Step 1: donwload the TIGER corpus in CONLL09 format 'tigercorpus-2.2.conll09.tar.gz' [here](https://www.ims.uni-stuttgart.de/documents/ressourcen/korpora/tiger-corpus/download/start.html), unzip it and save it to your working directory.

Step 2: read the corpus with NLTK library:

In [1]:
import nltk
corp = nltk.corpus.ConllCorpusReader('.', 'tiger_release_aug07.corrected.16012013.conll09',
                                    ['ignore', 'words', 'ignore', 'ignore', 'pos'],
                                    encoding = 'utf-8')

Step 3: Use the Python class ClassifierBasedGermanTagger to determine POS. This tagger inspects words for prefixes, suffixes, and other attributes and also takes the sequence of words into account. Download the folder 'ClassifierBasedGermanTagger' [here](https://github.com/ptnplanet/NLTK-Contributions) and save it to your working directory.

In [2]:
# import the tagger:
from ClassifierBasedGermanTagger.ClassifierBasedGermanTagger import ClassifierBasedGermanTagger

# load the sentences from the corpus:
tagged_sents = [sentence for sentence in corp.tagged_sents()]

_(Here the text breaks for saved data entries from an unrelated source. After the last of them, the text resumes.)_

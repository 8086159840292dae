//! Team Registry
//!
//! Team-scoped operations are parameterized by an opaque handle issued
//! by the runtime rather than a start/stride/size descriptor. The two
//! addressing schemes are never reconciled by the observed system, so
//! they stay independent here: this registry keys on the raw team
//! handle and treats it as an already-resolved window, borrowing only
//! the shared definition table so every window lives in one id space.

use super::windows::WindowRegistry;
use dashmap::DashMap;
use rmascope_core::WindowHandle;
use std::fmt;

/// Opaque team handle as issued by the runtime.
#[derive(Debug, Clone, Copy, PartialEq, Eq, Hash)]
#[repr(transparent)]
pub struct TeamId(pub u64);

impl fmt::Display for TeamId {
    fn fmt(&self, f: &mut fmt::Formatter<'_>) -> fmt::Result {
        write!(f, "team 0x{:x}", self.0)
    }
}

/// Registry of windows for team-scoped collectives.
#[derive(Debug, Default)]
pub struct TeamRegistry {
    cache: DashMap<TeamId, WindowHandle>,
}

impl TeamRegistry {
    /// Empty registry.
    pub fn new() -> Self {
        Self {
            cache: DashMap::new(),
        }
    }

    /// Resolve a team handle, registering a window for it on first
    /// observation.
    pub fn resolve(&self, team: TeamId, windows: &WindowRegistry) -> WindowHandle {
        if let Some(handle) = self.cache.get(&team) {
            return *handle;
        }
        // Insert-once via the entry API: a racing thread either finds
        // the finished entry or waits on this shard.
        *self
            .cache
            .entry(team)
            .or_insert_with(|| windows.define_external(format!("{team}")))
    }

    /// Drop a freed team's cache entry. Its window definition stays in
    /// the table; handles are never reused.
    pub fn forget(&self, team: TeamId) {
        self.cache.remove(&team);
    }

    /// Number of live team mappings.
    pub fn len(&self) -> usize {
        self.cache.len()
    }

    /// Whether no team is currently mapped.
    pub fn is_empty(&self) -> bool {
        self.cache.is_empty()
    }
}
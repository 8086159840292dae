//! rmascope measurement core
//!
//! # Overview
//!
//! `rmascope-core` defines the measurement event model shared by every
//! rmascope instrumentation adapter: typed event records for regions,
//! one-sided remote memory accesses, collectives, and locks, plus the
//! recorder that stores them in strict program order.
//!
//! The crate deliberately knows nothing about any particular
//! communication library. Adapters (see `rmascope-shmem`) translate
//! observed calls into [`EventRecord`]s; offline analysis pairs RMA
//! start and completion records through their [`MatchingId`]s.
//!
//! # Guarantees
//!
//! - **Program order**: records are stored in exactly the order they
//!   are handed to the recorder; no batching, no reordering.
//! - **Self-contained records**: each record carries everything the
//!   correlation pass needs, no external state lookups.
//! - **Infrastructure failures are fatal**: a recorder that cannot
//!   store a record would silently corrupt every later correlation, so
//!   exhaustion aborts the process instead of surfacing an error to the
//!   instrumented application.

#![warn(missing_docs)]
#![warn(clippy::all)]

pub mod domain;
pub mod error;

pub use domain::event::{
    AtomicKind, CollectiveKind, EventKind, EventRecord, LockId, LockMode, MatchingId,
    RegionHandle, SyncLevel, WindowHandle,
};
pub use domain::recorder::{EventRecorder, HeapBackend, RecorderBackend, RecorderConfig};
pub use domain::topology::{PeId, Topology};
pub use error::{fatal, RecorderError};

/// Library version
pub const VERSION: &str = env!("CARGO_PKG_VERSION");

#[cfg(test)]
mod tests {
    use super::*;

    #[test]
    fn test_version_defined() {
        assert!(!VERSION.is_empty());
    }

    #[test]
    fn test_core_types_exported() {
        let _pe = PeId::new(0);
        let _win = WindowHandle::new(1);
        let _id = MatchingId(0);
        let _kind = AtomicKind::Swap;
    }
}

# train the tagger with the complete corpus (the accuracy is around 96%)
tagger = ClassifierBasedGermanTagger(train=tagged_sents)

# determine POS of a word in a sentence:
tagger.tag(['Das', 'ist', 'ein', 'einfacher', 'Test', 'dritte'])

[('Das', u'ART'),
 ('ist', u'VAFIN'),
 ('ein', u'ART'),
 ('einfacher', u'ADJA'),
 ('Test', u'NN'),
 ('dritte', u'ADJA')]

The part of speech tagset for the Tiger corpus can be found on the page 12 [here](https://www.google.com/url?sa=t&rct=j&q=&esrc=s&source=web&cd=&cad=rja&uact=8&ved=2ahUKEwj_1-L0q6j5AhUFOHoKHZQlBRoQFnoECAYQAQ&url=https%3A%2F%2Fwww.ims.uni-stuttgart.de%2Fdocuments%2Fressourcen%2Fkorpora%2Ftiger-corpus%2Fannotation%2Ftiger_introduction.pdf&usg=AOvVaw2jtxYYF9U_nY7Lt-c-ZbzL).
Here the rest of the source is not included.